### RECORD SET

════

//! Error types for grid and surface operations.
//!
//! Entirely-off-grid regions are deliberately *not* errors: region operations
//! are called with loosely-computed bounds during animation, and an off-grid
//! region resolves to a documented no-op instead.

use thiserror::Error;

/// Errors raised by grid and surface operations.
#[derive(Debug, Clone, PartialEq, Eq, Error)]
pub enum Error {
    /// A color value was not a 3- or 4-channel sequence.
    #[error("invalid color: expected 3 or 4 channel values, got {0}")]
    InvalidColor(usize),

    /// Contradictory partial region arguments (width/height without x/y,
    /// or exactly one of a required pair).
    #[error("invalid region: {0}")]
    InvalidRegion(&'static str),

    /// An explicit cursor set outside `[-width, width) x [-height, height)`.
    #[error("cursor ({x}, {y}) out of bounds for {width}x{height} grid")]
    OutOfBoundsCursor {
        /// Requested column (negative values index from the right edge).
        x: i32,
        /// Requested row (negative values index from the bottom edge).
        y: i32,
        /// Grid width at the time of the call.
        width: u16,
        /// Grid height at the time of the call.
        height: u16,
    },
}

/// Convenience alias for results produced by this crate.
pub type Result<T> = std::result::Result<T, Error>;
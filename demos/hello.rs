//! Hello: Smallest possible tour of the surface API.
//!
//! Runs headless against the software backend and dumps the grid as text.

use glyphgrid::{Channels, RegionSpec, Rgba, SoftwareBackend, Surface, SurfaceConfig};

fn main() {
    println!("Glyphgrid Hello");
    println!("===============");
    println!();
    println!("Cell size: {} bytes", std::mem::size_of::<glyphgrid::Cell>());
    println!("Rgba size: {} bytes", std::mem::size_of::<Rgba>());
    println!();

    let mut surface = Surface::new(
        SoftwareBackend::new(),
        SurfaceConfig {
            width: 24,
            height: 6,
            auto_update: false,
            ..SurfaceConfig::default()
        },
    );
    let (cw, ch) = surface.cell_size();
    println!(
        "Surface: {}x{} cells, {}x{} px ({}x{} px per cell)",
        surface.width(),
        surface.height(),
        surface.pixel_width(),
        surface.pixel_height(),
        cw,
        ch,
    );
    println!();

    surface.write("Hello, glyphgrid!\n");
    surface.write_with("Colors per cell.\n", Some(Rgba::new(255, 200, 0)), None);
    surface.print_all(&[&"tabs", &"work:\tsee?"], " ", "\n", None, None);

    // Stamp a border column with put_char, then mirror a block with
    // copy/paste
    let right = surface.width() - 1;
    for y in 0..surface.height() {
        surface.put_char('|', right, y, None, None);
    }
    if let Ok(Some(block)) = surface.copy(Channels::CHARS, RegionSpec::sized(0, 0, 8, 2)) {
        let _ = surface.paste(&block, Channels::CHARS, RegionSpec::at(14, 3));
    }

    let repainted = surface.update();
    println!("Repainted {repainted} cells:");
    println!();
    println!("{}", surface.read());
}
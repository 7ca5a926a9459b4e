//! Region operations: fill, erase, read-back, raw placement, channel-wise
//! copy/paste, and color transforms.
//!
//! Every operation takes a [`RegionSpec`] and treats an entirely-off-grid
//! region as a no-op. Contradictory partial region arguments fail with
//! [`crate::Error::InvalidRegion`] before any cell changes (validate, then
//! mutate).

use super::cell::Rgba;
use super::grid::Grid;
use crate::layout::{Rect, RegionSpec};
use crate::Result;
use bitflags::bitflags;

bitflags! {
    /// Channel selection mask for [`Grid::copy`] and [`Grid::paste`].
    #[derive(Clone, Copy, PartialEq, Eq, Hash, Default)]
    pub struct Channels: u8 {
        /// The character channel.
        const CHARS = 0b0000_0001;
        /// The foreground color channel.
        const FG = 0b0000_0010;
        /// The background color channel.
        const BG = 0b0000_0100;
    }
}

impl Channels {
    /// All three channels.
    pub const ALL: Self = Self::all();
}

impl std::fmt::Debug for Channels {
    fn fmt(&self, f: &mut std::fmt::Formatter<'_>) -> std::fmt::Result {
        bitflags::parser::to_writer(self, f)
    }
}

════

### TASK STATEMENT
Among the lines above, which hold the word "index"? Report each one.

### RESPONSE FOR THIS EXERCISE
        /// Requested column (negative values index from the right edge).
        /// Requested row (negative values index from the bottom edge).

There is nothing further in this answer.